_Exercise aim_: Among the entries below, one stretch runs from the line that contains "let back = back.into_write_only();" through the line that contains "let back = back.into_storage();". Repeat that stretch exactly, ends included, and only that.

··· Working data

impl<K: StorageKey, V: StorageValue> Storage<K, V> {
    /// Falls back to `back` on a read miss, pulling per `pull_strategy`.
    ///
    /// Writes go to this storage only.
    #[must_use]
    pub fn backed_by(self, back: impl Readable<K, V> + 'static, pull_strategy: PullStrategy) -> Self {
        let back = back.into_read_only();
        let name = composite_name(self.name(), back.name(), pull_strategy.pulls(), false);
        let (front_read, front_write) = self.into_halves();
        let read = backed_read(
            &name,
            front_read,
            back,
            Some((front_write.clone(), pull_strategy)),
        );
        Self::from_parts(name, read, front_write)
    }

    /// Writes to both tiers per `set_strategy`; reads this storage only.
    #[must_use]
    pub fn pushing_to(self, back: impl Writable<K, V> + 'static, set_strategy: SetStrategy) -> Self {
        let back = back.into_write_only();
        let name = composite_name(self.name(), back.name(), false, set_strategy.pushes_to_back());
        let (front_read, front_write) = self.into_halves();
        let write = strategy_write(&name, front_write, back, set_strategy);
        Self::from_parts(name, front_read, write)
    }

    /// Layers this storage in front of `back` for both reads and writes.
    #[must_use]
    pub fn combined(
        self,
        back: impl ReadWrite<K, V> + 'static,
        pull_strategy: PullStrategy,
        set_strategy: SetStrategy,
    ) -> Self {
        let back = back.into_storage();
        let name = composite_name(
            self.name(),
            back.name(),
            pull_strategy.pulls(),
            set_strategy.pushes_to_back(),
        );
        let (front_read, front_write) = self.into_halves();
        let (back_read, back_write) = back.into_halves();
        let read = backed_read(
            &name,
            front_read,
            back_read,
            Some((front_write.clone(), pull_strategy)),
        );
        let write = strategy_write(&name, front_write, back_write, set_strategy);
        Self::from_parts(name, read, write)
    }

    /// [`combined`](Self::combined) with the strategies of `config`.
    #[must_use]
    pub fn combined_with(self, back: impl ReadWrite<K, V> + 'static, config: &CombinationConfig) -> Self {
        self.combined(back, config.pull_strategy, config.set_strategy)
    }

    /// [`combined`](Self::combined) with the default strategies:
    /// pull-then-complete and front-first.
    #[must_use]
    pub fn combined_default(self, back: impl ReadWrite<K, V> + 'static) -> Self {
        self.combined(back, PullStrategy::default(), SetStrategy::default())
    }
}
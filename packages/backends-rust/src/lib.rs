//! Shoal Backends: storages that live outside memory, and the codecs and
//! tooling around them.
//!
//! - [`DiskStorage`] and [`DiskFolderStorage`] keep whole values in files.
//! - [`Filename`] and [`FilenameEncoder`] decide how keys become file names.
//! - [`ValueCodecs`] turns byte storages into JSON, `MessagePack` or UTF-8
//!   text storages.

pub mod cli;
pub mod codec;
pub mod disk;
pub mod filename;

pub use codec::{DecodeError, ValueCodecs};
pub use disk::{DiskError, DiskFolderStorage, DiskStorage, StringKeys};
pub use filename::{Filename, FilenameEncoder};
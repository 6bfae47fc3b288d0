use anyhow::Result;
use clap::Parser;
use shoal_backends::cli::{self, Cli};

#[tokio::main]
async fn main() -> Result<()> {
    let cli = Cli::parse();

    let log_level = if cli.verbose { "shoal=debug,info" } else { "warn" };
    tracing_subscriber::fmt()
        .with_env_filter(log_level)
        .with_writer(std::io::stderr)
        .init();

    if let Some(output) = cli::run(&cli).await? {
        println!("{output}");
    }
    Ok(())
}
use async_trait::async_trait;
use serde::Serialize;
use std::error::Error;
use std::future::Future;

/// Error returned by a fetcher
pub type FetchError = Box<dyn Error + Send + Sync>;

/// Trait for anything that can load the current state of a resource by id.
///
/// The waiter calls `fetch` at most once per tick and never concurrently for
/// the same wait. Implementations should be free of side effects.
#[async_trait]
pub trait Fetcher: Send + Sync {
    /// Representation returned by the remote API. Serialized to JSON before evaluation.
    type Resource: Serialize + Send;

    /// Fetch the resource with the given id
    async fn fetch(&self, resource_id: &str) -> Result<Self::Resource, FetchError>;
}

/// Fetcher backed by an async closure
pub struct FnFetcher<F> {
    func: F,
}

/// Wrap an async closure taking the resource id as a `Fetcher`
pub fn fetch_fn<F, Fut, R>(func: F) -> FnFetcher<F>
where
    F: Fn(String) -> Fut + Send + Sync,
    Fut: Future<Output = Result<R, FetchError>> + Send + 'static,
    R: Serialize + Send + 'static,
{
    FnFetcher { func }
}

#[async_trait]
impl<F, Fut, R> Fetcher for FnFetcher<F>
where
    F: Fn(String) -> Fut + Send + Sync,
    Fut: Future<Output = Result<R, FetchError>> + Send + 'static,
    R: Serialize + Send + 'static,
{
    type Resource = R;

    async fn fetch(&self, resource_id: &str) -> Result<R, FetchError> {
        (self.func)(resource_id.to_string()).await
    }
}

#[async_trait]
impl<T: Fetcher + ?Sized> Fetcher for &T {
    type Resource = T::Resource;

    async fn fetch(&self, resource_id: &str) -> Result<Self::Resource, FetchError> {
        (**self).fetch(resource_id).await
    }
}
// SPDX-License-Identifier: MIT

//! Wait definition files
//!
//! A wait file names a fetcher, the resources to wait for and the
//! conditions each must reach.

pub mod loader;
pub mod types;

pub use loader::{WaitLoader, ID_PLACEHOLDER};
pub use types::{CommandFetcherConfig, FetcherConfig, HttpFetcherConfig, WaitDefinition};
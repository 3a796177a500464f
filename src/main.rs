use anyhow::{anyhow, bail, Context};
use clap::{Parser, Subcommand};
use dotenv::dotenv;
use settle_rs::settle::batch::{self, BatchMode};
use settle_rs::settle::config::WaitLoader;
use settle_rs::settle::fetchers::AnyFetcher;
use settle_rs::wait::condition::{CompiledConditions, Evaluation};
use settle_rs::wait::{ConditionWaiter, ResourceSnapshot, WaitSettings};
use std::path::PathBuf;
use std::time::Duration;

#[derive(Parser, Debug)]
#[command(author, version, about, long_about = None)]
struct Args {
    #[command(subcommand)]
    command: Commands,
}

#[derive(Subcommand, Debug)]
enum Commands {
    /// Wait until resources reach the conditions in a wait file
    Wait {
        /// Path to the wait file
        #[arg(short, long)]
        file: PathBuf,

        /// Resource id to wait for (repeatable, replaces the file's list)
        #[arg(short, long = "resource")]
        resources: Vec<String>,

        /// Override the file's timeout
        #[arg(long)]
        timeout_secs: Option<u64>,

        /// Override the file's poll interval
        #[arg(long)]
        poll_interval_secs: Option<u64>,

        /// Stop all waits as soon as one fails
        #[arg(long)]
        fail_fast: bool,
    },
    /// Evaluate a wait file's conditions once against a JSON document
    Check {
        /// Path to the wait file
        #[arg(short, long)]
        file: PathBuf,

        /// Path to the JSON snapshot
        #[arg(short, long)]
        snapshot: PathBuf,
    },
}

#[tokio::main]
async fn main() -> anyhow::Result<()> {
    dotenv().ok();
    env_logger::init();

    let args = Args::parse();

    match args.command {
        Commands::Wait {
            file,
            resources,
            timeout_secs,
            poll_interval_secs,
            fail_fast,
        } => {
            let def = WaitLoader::new().load_file(&file)?;

            let resources = if resources.is_empty() {
                def.resources.clone()
            } else {
                resources
            };
            if resources.is_empty() {
                bail!(
                    "no resources to wait for: add `resources` to {} or pass --resource",
                    file.display()
                );
            }

            let settings = WaitSettings::new(
                Duration::from_secs(timeout_secs.unwrap_or(def.timeout_secs)),
                Duration::from_secs(poll_interval_secs.unwrap_or(def.poll_interval_secs)),
            )?;
            let fetcher = AnyFetcher::from_config(&def.fetcher)?;
            let waiter = ConditionWaiter::new(settings);

            log::info!(
                "Waiting for {} resource(s) via {} fetcher",
                resources.len(),
                fetcher.kind()
            );

            let token = waiter.cancellation_token();
            tokio::spawn(async move {
                if tokio::signal::ctrl_c().await.is_ok() {
                    log::warn!("Interrupted, cancelling waits");
                    token.cancel();
                }
            });

            let mode = if fail_fast {
                BatchMode::FailFast
            } else {
                BatchMode::Independent
            };
            let results =
                batch::wait_all(&waiter, &fetcher, &resources, &def.conditions, mode).await;

            for result in &results {
                match &result.outcome {
                    Ok(satisfied) => println!(
                        "{}: satisfied after {} poll(s) ({:.1}s)",
                        result.resource_id,
                        satisfied.ticks,
                        satisfied.elapsed.as_secs_f64()
                    ),
                    Err(e) => println!("{}: {}", result.resource_id, e),
                }
            }

            let failed = results.iter().filter(|r| !r.is_satisfied()).count();
            if failed > 0 {
                bail!("{} of {} resource(s) did not settle", failed, results.len());
            }
        }
        Commands::Check { file, snapshot } => {
            let def = WaitLoader::new().load_file(&file)?;
            let content = std::fs::read_to_string(&snapshot)
                .with_context(|| format!("cannot read snapshot {}", snapshot.display()))?;
            let document: serde_json::Value = serde_json::from_str(&content)
                .with_context(|| format!("snapshot {} is not valid JSON", snapshot.display()))?;

            let compiled = CompiledConditions::compile(&def.conditions)
                .map_err(|e| anyhow!("invalid condition '{}': {}", e.name, e.error))?;

            match ResourceSnapshot::from_value(document).evaluate(&compiled) {
                Evaluation::Satisfied => {
                    println!("satisfied ({} condition(s))", compiled.len())
                }
                Evaluation::Unsatisfied(unsatisfied) => {
                    bail!("not satisfied: {}", unsatisfied)
                }
            }
        }
    }

    Ok(())
}
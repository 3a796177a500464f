//! Condition set evaluator

use super::path::{self, FieldPath, PathError};
use super::types::{ConditionSet, FieldCondition};
use serde_json::Value;

/// Render a resolved value to the string compared against `acceptable`
pub fn render(value: &Value) -> String {
    match value {
        Value::String(s) => s.clone(),
        Value::Number(n) => n.to_string(),
        Value::Bool(b) => b.to_string(),
        Value::Null => "null".to_string(),
        // Compact JSON for containers
        other => other.to_string(),
    }
}

/// Why a condition did not hold on a given snapshot
#[derive(Debug, Clone, PartialEq, Eq)]
pub struct Unsatisfied {
    pub condition: FieldCondition,
    /// Rendered value at the path, or `None` when the path did not resolve
    pub observed: Option<String>,
}

impl std::fmt::Display for Unsatisfied {
    fn fmt(&self, f: &mut std::fmt::Formatter<'_>) -> std::fmt::Result {
        match &self.observed {
            Some(value) => write!(
                f,
                "'{}' is '{}', waiting for one of [{}]",
                self.condition.name,
                value,
                self.condition.acceptable.join(", ")
            ),
            None => write!(
                f,
                "'{}' is not present, waiting for one of [{}]",
                self.condition.name,
                self.condition.acceptable.join(", ")
            ),
        }
    }
}

/// Result of evaluating a condition set against one snapshot
#[derive(Debug, Clone, PartialEq, Eq)]
pub enum Evaluation {
    Satisfied,
    Unsatisfied(Unsatisfied),
}

impl Evaluation {
    pub fn is_satisfied(&self) -> bool {
        matches!(self, Evaluation::Satisfied)
    }
}

/// A condition set whose field paths have been parsed up front
#[derive(Debug, Clone)]
pub struct CompiledConditions {
    entries: Vec<(FieldPath, FieldCondition)>,
}

/// A condition whose `name` is not a valid field path
#[derive(Debug, Clone, PartialEq, Eq)]
pub struct InvalidPath {
    pub name: String,
    pub error: PathError,
}

impl CompiledConditions {
    pub fn compile(set: &ConditionSet) -> Result<Self, InvalidPath> {
        let entries = set
            .iter()
            .map(|cond| {
                path::parse(&cond.name)
                    .map(|p| (p, cond.clone()))
                    .map_err(|error| InvalidPath {
                        name: cond.name.clone(),
                        error,
                    })
            })
            .collect::<Result<Vec<_>, _>>()?;
        Ok(Self { entries })
    }

    pub fn len(&self) -> usize {
        self.entries.len()
    }

    pub fn is_empty(&self) -> bool {
        self.entries.is_empty()
    }

    /// Evaluate in order, stopping at the first condition that does not hold
    pub fn evaluate(&self, document: &Value) -> Evaluation {
        for (path, cond) in &self.entries {
            match path.resolve(document) {
                None => {
                    return Evaluation::Unsatisfied(Unsatisfied {
                        condition: cond.clone(),
                        observed: None,
                    })
                }
                Some(value) => {
                    let rendered = render(value);
                    if !cond.accepts(&rendered) {
                        return Evaluation::Unsatisfied(Unsatisfied {
                            condition: cond.clone(),
                            observed: Some(rendered),
                        });
                    }
                }
            }
        }
        Evaluation::Satisfied
    }
}
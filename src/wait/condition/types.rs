// SPDX-License-Identifier: MIT

//! Field conditions checked against a resource snapshot

use serde::{Deserialize, Serialize};

/// A single field-level condition: the value at `name` must render to one of
/// the `acceptable` strings.
#[derive(Debug, Clone, PartialEq, Eq, Deserialize, Serialize)]
pub struct FieldCondition {
    /// Field locator, e.g. `status.phase` or `items[0].state`
    pub name: String,
    /// Accepted renderings of the field value
    #[serde(default)]
    pub acceptable: Vec<String>,
}

impl FieldCondition {
    pub fn new<I, S>(name: impl Into<String>, acceptable: I) -> Self
    where
        I: IntoIterator<Item = S>,
        S: Into<String>,
    {
        Self {
            name: name.into(),
            acceptable: acceptable.into_iter().map(Into::into).collect(),
        }
    }

    /// Check whether a rendered value is in the acceptable list
    pub fn accepts(&self, rendered: &str) -> bool {
        self.acceptable.iter().any(|a| a == rendered)
    }
}

/// Ordered conditions that must all hold at once
#[derive(Debug, Clone, Default, PartialEq, Eq, Deserialize, Serialize)]
#[serde(transparent)]
pub struct ConditionSet {
    conditions: Vec<FieldCondition>,
}

impl ConditionSet {
    pub fn new(conditions: Vec<FieldCondition>) -> Self {
        Self { conditions }
    }

    pub fn empty() -> Self {
        Self::default()
    }

    pub fn push(&mut self, condition: FieldCondition) {
        self.conditions.push(condition);
    }

    pub fn len(&self) -> usize {
        self.conditions.len()
    }

    pub fn is_empty(&self) -> bool {
        self.conditions.is_empty()
    }

    pub fn iter(&self) -> impl Iterator<Item = &FieldCondition> {
        self.conditions.iter()
    }
}

impl From<Vec<FieldCondition>> for ConditionSet {
    fn from(conditions: Vec<FieldCondition>) -> Self {
        Self::new(conditions)
    }
}

impl FromIterator<FieldCondition> for ConditionSet {
    fn from_iter<T: IntoIterator<Item = FieldCondition>>(iter: T) -> Self {
        Self::new(iter.into_iter().collect())
    }
}

impl std::fmt::Display for FieldCondition {
    fn fmt(&self, f: &mut std::fmt::Formatter<'_>) -> std::fmt::Result {
        write!(f, "{} in [{}]", self.name, self.acceptable.join(", "))
    }
}

#[cfg(test)]
mod tests {
    use super::*;

    #[test]
    fn test_accepts_exact_match_only() {
        let cond = FieldCondition::new("status", ["ready", "done"]);
        assert!(cond.accepts("ready"));
        assert!(cond.accepts("done"));
        assert!(!cond.accepts("Ready"));
        assert!(!cond.accepts("ready "));
    }

    #[test]
    fn test_empty_acceptable_never_accepts() {
        let cond = FieldCondition::new("status", Vec::<String>::new());
        assert!(!cond.accepts(""));
        assert!(!cond.accepts("ready"));
    }

    #[test]
    fn test_display() {
        let cond = FieldCondition::new("status.phase", ["Running", "Ready"]);
        assert_eq!(cond.to_string(), "status.phase in [Running, Ready]");
    }

    #[test]
    fn test_condition_set_deserialize_from_list() {
        let yaml = r#"
            - name: status
              acceptable: [ready]
            - name: meta.state
              acceptable: ["done", "complete"]
        "#;
        let set: ConditionSet = serde_yaml::from_str(yaml).unwrap();
        assert_eq!(set.len(), 2);
        let names: Vec<_> = set.iter().map(|c| c.name.as_str()).collect();
        assert_eq!(names, vec!["status", "meta.state"]);
    }

    #[test]
    fn test_missing_acceptable_defaults_to_empty() {
        let cond: FieldCondition = serde_yaml::from_str("name: status").unwrap();
        assert!(cond.acceptable.is_empty());
    }

    #[test]
    fn test_duplicates_are_kept() {
        let set: ConditionSet = vec![
            FieldCondition::new("status", ["ready"]),
            FieldCondition::new("status", ["ready"]),
        ]
        .into();
        assert_eq!(set.len(), 2);
    }
}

······

_Answer space_:
        let back = back.into_write_only();
        let name = composite_name(self.name(), back.name(), false, set_strategy.pushes_to_back());
        let (front_read, front_write) = self.into_halves();
        let write = strategy_write(&name, front_write, back, set_strategy);
        Self::from_parts(name, front_read, write)
    }

    /// Layers this storage in front of `back` for both reads and writes.
    #[must_use]
    pub fn combined(
        self,
        back: impl ReadWrite<K, V> + 'static,
        pull_strategy: PullStrategy,
        set_strategy: SetStrategy,
    ) -> Self {
        let back = back.into_storage();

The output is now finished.